Periscopio – Dario e Aida
Quando mi capita di ricevere – esclusivamente per l’affetto e la benevolenza degli amici – qualche giudizio di apprezzamento per qualcuno dei miei scrittarelli, rispondo, sovente, con la stessa battuta, ossia che, anche ammesso che i complimenti possano essere meritati, preferirei, e di gran lunga, scrivere peggio, ma poter trattare di argomenti più piacevoli. Ed è una battuta molto vera e sincera, perché dovere commentare, tante volte, manifestazioni di violenza, odio, morte, menzogna, ignoranza, non è un esercizio piacevole: un senso di sfiducia, sconforto, pessimismo mi assale mentre scelgo l’episodio da commentare, così quando, poi, penso a cosa dire, scrivo le mie righe, le rileggo, le correggo, le mando in redazione, le vedo pubblicate. E, spesso, mi resta, per diversi giorni, un’ombra di malumore, che cerco di scacciare con le cose piacevoli della mia vita- affetti familiari, lavoro, letture, svago, disegno, amici… -, che, per mia grande fortuna, non mi mancano.
Ma capita, ogni tanto, che anche la scrittura del mio piccolo ‘Periscopio’ sia occasione di letizia, quando ho la possibilità di riflettere su qualcosa di bello, di allegro, di divertente: qualcosa, soprattutto, che dia un po’ di spazio alla speranza, alla fiducia negli uomini, all’idea di un possibile futuro migliore. Tutte cose che, al giorno d’oggi, sembrano diventate più rare e preziose dell’osso dell’unicorno. Ed è con un sentimento di grande sollievo, e di sincera gratitudine, che segnalo, quest’oggi, un libretto davvero delizioso, capace di fare tornare il sorriso anche al più cupo e incallito dei pessimisti: “Quando due parallele si incontrano. Due ragazzi ebrei dalle leggi razziali ad oggi”, scritto a quattro mani dai Dario e Aida Foà per i tipi della Belforte (Casa Editrice che, soprattutto grazie alla generosità e al mecenatismo del suo Direttore, Guido Guastalla, dà, da ormai tanti anni, un grande contributo al patrimonio culturale e morale di questo Paese, ed è diventata un’autentica bandiera dei valori della Memoria, della civiltà, della lotta alla discriminazione e l’intolleranza).
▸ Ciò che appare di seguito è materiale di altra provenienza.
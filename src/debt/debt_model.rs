//! Combined debt view model.

use rust_decimal::Decimal;
use serde::Serialize;

/// Credit, installment and loan positions rolled into one view, in the
/// display currency.
#[derive(Debug, Clone, Default, Serialize)]
#[serde(rename_all = "camelCase")]
pub struct DebtSummary {
    pub total_credit_limit: Decimal,
    pub total_outstanding: Decimal,
    pub available_credit: Decimal,
    /// Outstanding over limit as a percentage, 1 dp. Zero limit reads zero.
    pub overall_utilization: Decimal,
    pub installment_debt: Decimal,
    pub loan_debt: Decimal,
    /// Card outstanding + installment remaining + loan remaining.
    pub total_debt: Decimal,
    pub cards_count: usize,
    pub installments_count: usize,
    pub active_installments_count: usize,
    pub loans_count: usize,
    pub active_loans_count: usize,
    pub display_currency: String,
}
//! Debt module - combined credit, installment and loan view.

mod debt_model;
mod debt_service;

pub use debt_model::DebtSummary;
pub use debt_service::DebtService;
use rust_decimal::Decimal;

/// Contract for currency conversion and metadata, injected into every
/// aggregator. Conversions are pure table lookups and never fail; unknown
/// codes fall back to a USD peg.
pub trait FxServiceTrait: Send + Sync {
    /// Converts an amount between two currency codes. No rounding.
    fn convert_currency(&self, amount: Decimal, from: &str, to: &str) -> Decimal;

    /// Sorted list of all known currency codes.
    fn list_currencies(&self) -> Vec<&'static str>;

    /// Display name for a code, defaulting to the code itself.
    fn currency_name<'a>(&self, code: &'a str) -> &'a str;
}
//! The [cmap](https://docs.microsoft.com/en-us/typography/opentype/spec/cmap) table

use std::ops::Range;

use types::{BigEndian, GlyphId, Tag};

use crate::{FontData, FontRead, ReadError, TopLevelTable};

/// The highest valid Unicode scalar value; format 12 groups are clamped to it.
const MAX_CODEPOINT: u32 = 0x10FFFF;

/// The character to glyph index mapping table.
#[derive(Clone, Debug)]
pub struct Cmap<'a> {
    data: FontData<'a>,
    pub version: u16,
    encoding_records: Vec<EncodingRecord>,
}

/// An entry in the cmap subtable directory.
#[derive(Clone, Copy, Debug, PartialEq, Eq)]
pub struct EncodingRecord {
    pub platform_id: u16,
    pub encoding_id: u16,
    /// Offset of the subtable from the start of the cmap table.
    pub subtable_offset: u32,
}

impl EncodingRecord {
    /// `true` for Unicode (platform 0) and Windows Unicode BMP or full
    /// repertoire (3, 1) and (3, 10) encodings.
    pub fn is_unicode(&self) -> bool {
        self.platform_id == 0
            || (self.platform_id == 3 && matches!(self.encoding_id, 1 | 10))
    }
}

/// A decoded cmap subtable.
#[derive(Clone, Debug)]
pub enum CmapSubtable<'a> {
    Format4(Cmap4<'a>),
    Format12(Cmap12<'a>),
    /// A subtable in a format we do not decode, holding that format.
    Unsupported(u16),
}

impl TopLevelTable for Cmap<'_> {
    const TAG: Tag = Tag::new(b"cmap");
}

impl<'a> FontRead<'a> for Cmap<'a> {
    fn read(data: FontData<'a>) -> Result<Self, ReadError> {
        let mut cursor = data.cursor();
        let version = cursor.read_u16()?;
        let num_tables = cursor.read_u16()?;
        let encoding_records = (0..num_tables)
            .map(|_| {
                Ok(EncodingRecord {
                    platform_id: cursor.read()?,
                    encoding_id: cursor.read()?,
                    subtable_offset: cursor.read()?,
                })
            })
            .collect::<Result<Vec<_>, ReadError>>()?;
        Ok(Cmap {
            data,
            version,
            encoding_records,
        })
    }
}

impl<'a> Cmap<'a> {
    pub fn encoding_records(&self) -> &[EncodingRecord] {
        &self.encoding_records
    }

    /// Decode the subtable for the given record.
    pub fn subtable(&self, record: &EncodingRecord) -> Result<CmapSubtable<'a>, ReadError> {
        let data = self
            .data
            .split_off(record.subtable_offset as usize)
            .ok_or(ReadError::OutOfBounds)?;
        match data.read_at::<u16>(0)? {
            4 => Cmap4::read(data).map(CmapSubtable::Format4),
            12 => Cmap12::read(data).map(CmapSubtable::Format12),
            other => Ok(CmapSubtable::Unsupported(other)),
        }
    }
}

impl<'a> CmapSubtable<'a> {
    /// Returns an iterator over all (codepoint, glyph identifier) pairs
    /// in the subtable. Empty for unsupported formats.
    pub fn iter(&self) -> impl Iterator<Item = (u32, GlyphId)> + 'a {
        let (four, twelve) = match self {
            CmapSubtable::Format4(table) => (Some(table.iter()), None),
            CmapSubtable::Format12(table) => (None, Some(table.iter())),
            CmapSubtable::Unsupported(_) => (None, None),
        };
        four.into_iter().flatten().chain(twelve.into_iter().flatten())
    }
}

/// A [format 4](https://learn.microsoft.com/en-us/typography/opentype/spec/cmap#format-4-segment-mapping-to-delta-values)
/// segmented mapping subtable.
#[derive(Clone, Debug)]
pub struct Cmap4<'a> {
    pub language: u16,
    end_code: &'a [BigEndian<u16>],
    start_code: &'a [BigEndian<u16>],
    id_delta: &'a [BigEndian<i16>],
    id_range_offsets: &'a [BigEndian<u16>],
    glyph_id_array: &'a [BigEndian<u16>],
}

impl<'a> FontRead<'a> for Cmap4<'a> {
    fn read(data: FontData<'a>) -> Result<Self, ReadError> {
        let mut cursor = data.cursor();
        let _format = cursor.read_u16()?;
        let length = cursor.read_u16()? as usize;
        let language = cursor.read_u16()?;
        let seg_count = cursor.read_u16()? as usize / 2;
        // searchRange, entrySelector, rangeShift
        cursor.advance_by(6);
        let end_code = cursor.read_array(seg_count)?;
        let _reserved_pad = cursor.read_u16()?;
        let start_code = cursor.read_array(seg_count)?;
        let id_delta = cursor.read_array(seg_count)?;
        let id_range_offsets = cursor.read_array(seg_count)?;
        // some fonts have a bogus length; take whatever fits in both
        let array_end = length.min(data.len()).max(cursor.position());
        let glyph_id_len = (array_end - cursor.position()) / 2;
        let glyph_id_array = cursor.read_array(glyph_id_len)?;
        Ok(Cmap4 {
            language,
            end_code,
            start_code,
            id_delta,
            id_range_offsets,
            glyph_id_array,
        })
    }
}

impl<'a> Cmap4<'a> {
    pub fn seg_count(&self) -> usize {
        self.end_code.len()
    }

    /// Maps a codepoint to a nominal glyph identifier.
    ///
    /// Segments are searched in order and the first one containing the
    /// codepoint is used.
    pub fn map_codepoint(&self, codepoint: impl Into<u32>) -> Option<GlyphId> {
        let codepoint = codepoint.into();
        if codepoint > 0xFFFF {
            return None;
        }
        let codepoint = codepoint as u16;
        let index = (0..self.seg_count()).find(|ix| {
            self.code_range(*ix)
                .is_some_and(|range| range.contains(&(codepoint as u32)))
        })?;
        let start_code = self.start_code.get(index)?.get();
        self.lookup_glyph_id(codepoint, index, start_code)
            .filter(|gid| *gid != GlyphId::NOTDEF)
    }

    /// Returns an iterator over all (codepoint, glyph identifier) pairs
    /// in the subtable.
    ///
    /// Codepoints covered by an earlier segment are not repeated, and
    /// codepoints mapped to glyph 0 are skipped.
    pub fn iter(&self) -> Cmap4Iter<'a> {
        Cmap4Iter::new(self.clone())
    }

    /// Does the final phase of glyph id lookup.
    ///
    /// Shared between Self::map and Cmap4Iter.
    fn lookup_glyph_id(&self, codepoint: u16, index: usize, start_code: u16) -> Option<GlyphId> {
        let delta = self.id_delta.get(index)?.get() as i32;
        let range_offset = self.id_range_offsets.get(index)?.get() as usize;
        if range_offset == 0 {
            return Some(GlyphId::new((codepoint as i32 + delta) as u16));
        }
        // the offset is relative to this segment's entry in idRangeOffsets,
        // which is immediately followed by the glyph id array
        let offset = (range_offset / 2 + codepoint.wrapping_sub(start_code) as usize)
            .checked_sub(self.id_range_offsets.len() - index)?;
        let gid = self.glyph_id_array.get(offset)?.get();
        (gid != 0).then_some(GlyphId::new((gid as i32 + delta) as u16))
    }

    /// Returns the [start_code, end_code] range at the given index.
    fn code_range(&self, index: usize) -> Option<Range<u32>> {
        // Extend to u32 to ensure we don't overflow on the end + 1 bound
        // below.
        let start = self.start_code.get(index)?.get() as u32;
        let end = self.end_code.get(index)?.get() as u32;
        // Use end + 1 here because the range in the table is inclusive
        Some(start..(end + 1).max(start))
    }
}

/// Iterator over all (codepoint, glyph identifier) pairs in
/// the subtable.
#[derive(Clone)]
pub struct Cmap4Iter<'a> {
    subtable: Cmap4<'a>,
    cur_range: Range<u32>,
    cur_start_code: u16,
    cur_range_ix: usize,
}

impl<'a> Cmap4Iter<'a> {
    fn new(subtable: Cmap4<'a>) -> Self {
        let cur_range = subtable.code_range(0).unwrap_or_default();
        let cur_start_code = cur_range.start as u16;
        Self {
            subtable,
            cur_range,
            cur_start_code,
            cur_range_ix: 0,
        }
    }

    /// `true` if an earlier segment already covers this codepoint.
    fn is_shadowed(&self, codepoint: u32) -> bool {
        (0..self.cur_range_ix).any(|ix| {
            self.subtable
                .code_range(ix)
                .is_some_and(|range| range.contains(&codepoint))
        })
    }
}

impl Iterator for Cmap4Iter<'_> {
    type Item = (u32, GlyphId);

    fn next(&mut self) -> Option<Self::Item> {
        loop {
            if let Some(codepoint) = self.cur_range.next() {
                if self.is_shadowed(codepoint) {
                    continue;
                }
                let Some(glyph_id) = self.subtable.lookup_glyph_id(
                    codepoint as u16,
                    self.cur_range_ix,
                    self.cur_start_code,
                ) else {
                    continue;
                };
                // The table might explicitly map some codepoints to 0. Avoid
                // returning those here.
                if glyph_id == GlyphId::NOTDEF {
                    continue;
                }
                return Some((codepoint, glyph_id));
            } else {
                self.cur_range_ix += 1;
                self.cur_range = self.subtable.code_range(self.cur_range_ix)?;
                self.cur_start_code = self.cur_range.start as u16;
            }
        }
    }
}

/// A [format 12](https://learn.microsoft.com/en-us/typography/opentype/spec/cmap#format-12-segmented-coverage)
/// segmented coverage subtable.
#[derive(Clone, Debug)]
pub struct Cmap12<'a> {
    pub language: u32,
    // (start char code, end char code, start glyph id) triples
    groups: &'a [BigEndian<u32>],
}

impl<'a> FontRead<'a> for Cmap12<'a> {
    fn read(data: FontData<'a>) -> Result<Self, ReadError> {
        let mut cursor = data.cursor();
        let _format = cursor.read_u16()?;
        let _reserved = cursor.read_u16()?;
        let _length = cursor.read_u32()?;
        let language = cursor.read_u32()?;
        let num_groups = cursor.read_u32()? as usize;
        let groups = cursor.read_array(num_groups.saturating_mul(3))?;
        Ok(Cmap12 { language, groups })
    }
}

impl<'a> Cmap12<'a> {
    pub fn num_groups(&self) -> usize {
        self.groups.len() / 3
    }

    /// Maps a codepoint to a nominal glyph identifier.
    pub fn map_codepoint(&self, codepoint: impl Into<u32>) -> Option<GlyphId> {
        let codepoint = codepoint.into();
        (0..self.num_groups())
            .filter_map(|ix| self.group(ix))
            .find(|(range, _)| range.contains(&codepoint))
            .and_then(|(range, start_glyph_id)| {
                self.lookup_glyph_id(codepoint, range.start, start_glyph_id)
            })
            .filter(|gid| *gid != GlyphId::NOTDEF)
    }

    /// Returns an iterator over all (codepoint, glyph identifier) pairs
    /// in the subtable.
    pub fn iter(&self) -> Cmap12Iter<'a> {
        Cmap12Iter::new(self.clone())
    }

    /// Does the final phase of glyph id lookup.
    ///
    /// Shared between Self::map and Cmap12Iter. Glyph identifiers that do
    /// not fit in 16 bits are unmapped.
    fn lookup_glyph_id(
        &self,
        codepoint: u32,
        start_char_code: u32,
        start_glyph_id: u32,
    ) -> Option<GlyphId> {
        start_glyph_id
            .checked_add(codepoint.wrapping_sub(start_char_code))
            .and_then(|id| u16::try_from(id).ok())
            .map(GlyphId::new)
    }

    /// Returns the codepoint range and start glyph id for the group
    /// at the given index.
    fn group(&self, index: usize) -> Option<(Range<u32>, u32)> {
        let start = self.groups.get(index * 3)?.get();
        let end = self.groups.get(index * 3 + 1)?.get().min(MAX_CODEPOINT);
        let start_glyph_id = self.groups.get(index * 3 + 2)?.get();
        // Use + 1 here because the group range is inclusive
        Some((start..(end + 1).max(start), start_glyph_id))
    }
}

/// Iterator over all (codepoint, glyph identifier) pairs in
/// the subtable.
#[derive(Clone)]
pub struct Cmap12Iter<'a> {
    subtable: Cmap12<'a>,
    cur_range: Range<u32>,
    cur_start_code: u32,
    cur_start_glyph_id: u32,
    cur_range_ix: usize,
}

impl<'a> Cmap12Iter<'a> {
    fn new(subtable: Cmap12<'a>) -> Self {
        let (cur_range, cur_start_glyph_id) = subtable.group(0).unwrap_or_default();
        let cur_start_code = cur_range.start;
        Self {
            subtable,
            cur_range,
            cur_start_code,
            cur_start_glyph_id,
            cur_range_ix: 0,
        }
    }
}

impl Iterator for Cmap12Iter<'_> {
    type Item = (u32, GlyphId);

    fn next(&mut self) -> Option<Self::Item> {
        loop {
            if let Some(codepoint) = self.cur_range.next() {
                let glyph_id = self.subtable.lookup_glyph_id(
                    codepoint,
                    self.cur_start_code,
                    self.cur_start_glyph_id,
                );
                // The table might explicitly map some codepoints to 0, or
                // past the 16-bit glyph range. Avoid returning those here.
                match glyph_id {
                    Some(glyph_id) if glyph_id != GlyphId::NOTDEF => {
                        return Some((codepoint, glyph_id))
                    }
                    _ => continue,
                }
            } else {
                self.cur_range_ix += 1;
                (self.cur_range, self.cur_start_glyph_id) =
                    self.subtable.group(self.cur_range_ix)?;
                self.cur_start_code = self.cur_range.start;
            }
        }
    }
}
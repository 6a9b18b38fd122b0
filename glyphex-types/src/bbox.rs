/// Minimum and maximum extents of a rectangular region.
///
/// The orientation of the y axis depends on context: glyph headers store
/// font units with y up, resolved geometry uses em units with y down.
#[derive(Copy, Clone, PartialEq, Eq, Default, Debug)]
#[cfg_attr(feature = "serde", derive(serde::Serialize, serde::Deserialize))]
pub struct BoundingBox<T> {
    /// Minimum extent in the x direction.
    pub x_min: T,
    /// Minimum extent in the y direction.
    pub y_min: T,
    /// Maximum extent in the x direction.
    pub x_max: T,
    /// Maximum extent in the y direction.
    pub y_max: T,
}

impl BoundingBox<f64> {
    /// A box that contains nothing; including any point yields that point.
    pub const EMPTY: Self = Self {
        x_min: f64::INFINITY,
        y_min: f64::INFINITY,
        x_max: f64::NEG_INFINITY,
        y_max: f64::NEG_INFINITY,
    };

    /// Grow the box to contain `point`.
    pub fn include(&mut self, point: crate::Point<f64>) {
        self.x_min = self.x_min.min(point.x);
        self.y_min = self.y_min.min(point.y);
        self.x_max = self.x_max.max(point.x);
        self.y_max = self.y_max.max(point.y);
    }

    /// Returns true if no point has been included.
    pub fn is_empty(&self) -> bool {
        self.x_min > self.x_max || self.y_min > self.y_max
    }

    /// Horizontal extent.
    pub fn width(&self) -> f64 {
        self.x_max - self.x_min
    }

    /// Vertical extent.
    pub fn height(&self) -> f64 {
        self.y_max - self.y_min
    }
}
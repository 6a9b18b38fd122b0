use std::ops::{Add, AddAssign, Mul, Neg, Sub, SubAssign};

/// Two dimensional point with a generic coordinate type.
#[derive(Copy, Clone, PartialEq, Eq, Default, Debug)]
#[cfg_attr(feature = "serde", derive(serde::Serialize, serde::Deserialize))]
#[repr(C)]
pub struct Point<T> {
    /// X coordinate.
    pub x: T,
    /// Y coordinate.
    pub y: T,
}

impl<T> Point<T> {
    /// Creates a new point with the given x and y coordinates.
    #[inline(always)]
    pub const fn new(x: T, y: T) -> Self {
        Self { x, y }
    }

    /// Maps `Point<T>` to `Point<U>` by applying a function to each coordinate.
    #[inline(always)]
    pub fn map<U>(self, mut f: impl FnMut(T) -> U) -> Point<U> {
        Point {
            x: f(self.x),
            y: f(self.y),
        }
    }
}

impl Point<f64> {
    /// The point halfway between `self` and `other`.
    pub fn midpoint(self, other: Self) -> Self {
        Point::new((self.x + other.x) * 0.5, (self.y + other.y) * 0.5)
    }

    /// Linear interpolation; `t == 0` gives `self`, `t == 1` gives `other`.
    pub fn lerp(self, other: Self, t: f64) -> Self {
        self + (other - self) * t
    }

    /// Squared euclidean distance from the origin.
    pub fn length_squared(self) -> f64 {
        self.x * self.x + self.y * self.y
    }
}

impl<T> Add for Point<T>
where
    T: Add<Output = T>,
{
    type Output = Self;

    #[inline(always)]
    fn add(self, rhs: Self) -> Self::Output {
        Self {
            x: self.x + rhs.x,
            y: self.y + rhs.y,
        }
    }
}

impl<T> AddAssign for Point<T>
where
    T: AddAssign,
{
    #[inline(always)]
    fn add_assign(&mut self, rhs: Self) {
        self.x += rhs.x;
        self.y += rhs.y;
    }
}

impl<T> Sub for Point<T>
where
    T: Sub<Output = T>,
{
    type Output = Self;

    #[inline(always)]
    fn sub(self, rhs: Self) -> Self::Output {
        Self {
            x: self.x - rhs.x,
            y: self.y - rhs.y,
        }
    }
}

impl<T> SubAssign for Point<T>
where
    T: SubAssign,
{
    #[inline(always)]
    fn sub_assign(&mut self, rhs: Self) {
        self.x -= rhs.x;
        self.y -= rhs.y;
    }
}

impl<T> Mul<T> for Point<T>
where
    T: Mul<Output = T> + Copy,
{
    type Output = Self;

    #[inline(always)]
    fn mul(self, rhs: T) -> Self::Output {
        Self {
            x: self.x * rhs,
            y: self.y * rhs,
        }
    }
}

impl<T> Neg for Point<T>
where
    T: Neg<Output = T>,
{
    type Output = Self;

    #[inline(always)]
    fn neg(self) -> Self::Output {
        Self {
            x: -self.x,
            y: -self.y,
        }
    }
}

#[cfg(test)]
mod tests {
    use super::Point;

    #[test]
    fn map() {
        assert_eq!(
            Point::new(3_i16, -4).map(|v| v as f64 / 2.0),
            Point::new(1.5, -2.0)
        );
    }

    #[test]
    fn arithmetic() {
        assert_eq!(Point::new(1, 2) + Point::new(3, 4), Point::new(4, 6));
        assert_eq!(Point::new(1, 2) - Point::new(3, 4), Point::new(-2, -2));
        assert_eq!(Point::new(1, 2) * 8, Point::new(8, 16));
        assert_eq!(-Point::new(1, -2), Point::new(-1, 2));
        let mut point = Point::new(1, 2);
        point += Point::new(3, 4);
        point -= Point::new(1, 1);
        assert_eq!(point, Point::new(3, 5));
    }

    #[test]
    fn interpolation() {
        let a = Point::new(0.0, 0.0);
        let b = Point::new(2.0, -4.0);
        assert_eq!(a.midpoint(b), Point::new(1.0, -2.0));
        assert_eq!(a.lerp(b, 0.25), Point::new(0.5, -1.0));
        assert_eq!(b.length_squared(), 20.0);
    }
}
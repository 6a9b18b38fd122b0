//! Glyph outlines, metrics and rasterization for TrueType fonts.
//!
//! Glyphex sits above the table parsing provided by
//! [`glyphex-read`](glyphex_read) and turns a font file into data an
//! application can use directly: resolved glyph [`Geometry`] in em units,
//! [metrics](LineMetrics), [names](FontNames), a merged Unicode
//! [character map](Charmap), and [raster] images including anti-aliased
//! coverage and signed distance fields.
//!
//! # Example
//!
//! ```no_run
//! # let path_to_my_font_file = std::path::Path::new("");
//! use glyphex::{raster, FontCollection};
//!
//! let data = std::fs::read(path_to_my_font_file).unwrap();
//! let fonts = FontCollection::new(&data).expect("failed to load fonts");
//! for font in &fonts {
//!     let glyph_id = font.unicode_to_glyph_id('a').unwrap_or_default();
//!     let geometry = font.glyph_geometry(glyph_id, 100).unwrap();
//!     let image = raster::render_glyph(geometry.as_ref(), 64.0).unwrap();
//!     println!("{}", image.cropped());
//! }
//! ```

#![forbid(unsafe_code)]

/// Expose our "raw" underlying parser crate.
pub extern crate glyphex_read as raw;

pub mod outline;
pub mod raster;

mod charmap;
mod collection;
mod decycler;
mod font;
mod metrics;
mod names;
mod warning;

pub use charmap::Charmap;
pub use collection::FontCollection;
pub use font::{Font, GlyphLoading, LoadOptions};
pub use metrics::{GlyphMetrics, LineMetrics};
pub use names::FontNames;
pub use outline::{Geometry, Segment};
pub use warning::Warning;

/// Type for a glyph identifier.
pub type GlyphId = glyphex_read::types::GlyphId;

/// Type for a 4-byte tag used to identify font tables.
pub type Tag = glyphex_read::types::Tag;
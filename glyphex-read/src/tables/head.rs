//! The [head](https://docs.microsoft.com/en-us/typography/opentype/spec/head) table

use types::{BoundingBox, LongDateTime, Tag};

use crate::{FontData, FontRead, ReadError, TopLevelTable};

/// The expected value of [`Head::magic_number`].
pub const MAGIC_NUMBER: u32 = 0x5F0F3CF5;

/// The [head](https://docs.microsoft.com/en-us/typography/opentype/spec/head)
/// (font header) table.
#[derive(Clone, Copy, Debug, PartialEq, Eq)]
#[cfg_attr(feature = "serde", derive(serde::Serialize, serde::Deserialize))]
pub struct Head {
    pub major_version: u16,
    pub minor_version: u16,
    /// Set by the font manufacturer, as a 16.16 fixed value.
    pub font_revision: u32,
    pub checksum_adjustment: u32,
    pub magic_number: u32,
    pub flags: u16,
    /// Font units per em. Never zero.
    pub units_per_em: u16,
    pub created: LongDateTime,
    pub modified: LongDateTime,
    /// Bounds over all glyphs, in font units.
    pub bounds: BoundingBox<i16>,
    pub mac_style: u16,
    /// Smallest readable size in pixels.
    pub lowest_rec_ppem: u16,
    pub font_direction_hint: i16,
    /// 0 for short offsets in `loca`, 1 for long.
    pub index_to_loc_format: i16,
    pub glyph_data_format: i16,
}

impl Head {
    /// `true` if `loca` stores 32-bit offsets.
    pub fn has_long_loca(&self) -> bool {
        self.index_to_loc_format == 1
    }
}

impl TopLevelTable for Head {
    const TAG: Tag = Tag::new(b"head");
}

impl<'a> FontRead<'a> for Head {
    fn read(data: FontData<'a>) -> Result<Self, ReadError> {
        let mut cursor = data.cursor();
        let head = Head {
            major_version: cursor.read()?,
            minor_version: cursor.read()?,
            font_revision: cursor.read()?,
            checksum_adjustment: cursor.read()?,
            magic_number: cursor.read()?,
            flags: cursor.read()?,
            units_per_em: cursor.read()?,
            created: cursor.read()?,
            modified: cursor.read()?,
            bounds: BoundingBox {
                x_min: cursor.read()?,
                y_min: cursor.read()?,
                x_max: cursor.read()?,
                y_max: cursor.read()?,
            },
            mac_style: cursor.read()?,
            lowest_rec_ppem: cursor.read()?,
            font_direction_hint: cursor.read()?,
            index_to_loc_format: cursor.read()?,
            glyph_data_format: cursor.read()?,
        };
        if !matches!(head.index_to_loc_format, 0 | 1) {
            return Err(ReadError::malformed(
                Self::TAG,
                "indexToLocFormat must be 0 or 1",
            ));
        }
        if head.units_per_em == 0 {
            return Err(ReadError::malformed(Self::TAG, "unitsPerEm is zero"));
        }
        Ok(head)
    }
}

#[cfg(test)]
mod tests {
    use super::*;
    use glyphex_test_data::bebuffer::BeBuffer;

    fn head_bytes(loca_format: i16, upem: u16) -> BeBuffer {
        BeBuffer::new()
            .extend([1u16, 0u16])
            .push(0x0002_cccc_u32)
            .extend([42u32, MAGIC_NUMBER])
            .extend([16u16, upem]) // flags, upm
            .extend([LongDateTime::new(-500), LongDateTime::new(101)])
            .extend([-100i16, -50, 400, 711])
            .extend([0u16, 12]) // mac_style / ppem
            .extend([2i16, loca_format, 0])
    }

    #[test]
    fn read_all_fields() {
        let buf = head_bytes(1, 2048);
        let head = Head::read(FontData::new(&buf)).unwrap();
        assert_eq!((head.major_version, head.minor_version), (1, 0));
        assert_eq!(head.units_per_em, 2048);
        assert_eq!(head.created.as_secs(), -500);
        assert_eq!(head.modified.as_secs(), 101);
        assert_eq!(head.bounds.y_min, -50);
        assert_eq!(head.bounds.y_max, 711);
        assert_eq!(head.lowest_rec_ppem, 12);
        assert!(head.has_long_loca());
    }

    #[test]
    fn bad_loca_format() {
        let buf = head_bytes(2, 1000);
        assert!(matches!(
            Head::read(FontData::new(&buf)),
            Err(ReadError::MalformedTable { tag, .. }) if tag == Head::TAG
        ));
    }

    #[test]
    fn zero_upem() {
        let buf = head_bytes(0, 0);
        assert!(Head::read(FontData::new(&buf)).is_err());
    }

    #[test]
    fn truncated() {
        let buf = head_bytes(0, 1000);
        assert_eq!(
            Head::read(FontData::new(&buf[..40])),
            Err(ReadError::OutOfBounds)
        );
    }
}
Il libro è una sorta di “diario” di bordo di una lunga traversata – costellata di vicende tristi, felici, tragiche, buffe, sorprendenti -, iniziata negli anni bui del fascismo, e ancora in pieno svolgimento, nel quale i due naviganti, marito e moglie, raccontano – con lo stile fresco e coinvolgente di una semplice chiacchierata tra amici – quelli che, nel loro ricordo, sono rimasti fissati come i momenti salienti del viaggio, tanto sul piano privato quanto su quello pubblico: il loro smarrimento e sgomento di bambini ghettizzati come pericolosi nemici della “razza italiana”, l’incubo della guerra, le speranze e le fatiche della ricostruzione, le gioie e le responsabilità di un matrimonio felicissimo e di una splendida famiglia, l’attaccamento all’identità ebraica e la difesa di Israele vissuti con naturalezza, senza alcuna ostentazione, come parte essenziale della propria vita.
Non mancano, nel volumetto, anche delle perle di saggezza: come quando, per esempio, Dario si rivela un raffinato talmudista, dando un’inedita e credibilissima interpretazione dell’usanza della rottura del bicchiere durante la cerimonia nuziale: “la tradizione vuole che si rompa per ricordare, anche nei momenti di grande gioia, il dolore per la distruzione del Tempio di Gerusalemme. Ma a me piace un’altra spiegazione: il bicchiere si rompe perché da quel bicchiere hanno bevuto i due sposi, e che nessun altro si permetta di intromettersi in questa unione bevendo da questo stesso bicchiere”. Una vera perla di saggezza!
Verrebbe voglia di chiedere alle due parallele quale sia stato il segreto di tanta armonia, tanta felicità. La fortuna di un incontro giusto, o un lungo, quotidiano impegno di reciproca sollecitudine? Ma sarebbe una domanda inutile, perché il vero amore ha sempre in sé qualcosa di segreto, di misterioso. Così come ha sempre il potere di trasmettere agli altri qualcosa della sua forza, della sua positività.
Un libretto fiorito e colorato, dunque, da cui emana un potente messaggio di ottimismo, energia, fiducia. Da vendere, secondo me, non solo in libreria, ma anche in farmacia, come antidepressivo. Funziona meglio, costa di meno, non arreca effetti collaterali e non c’è limitazione di dosi. E l’assunzione del farmaco è piacevolissima.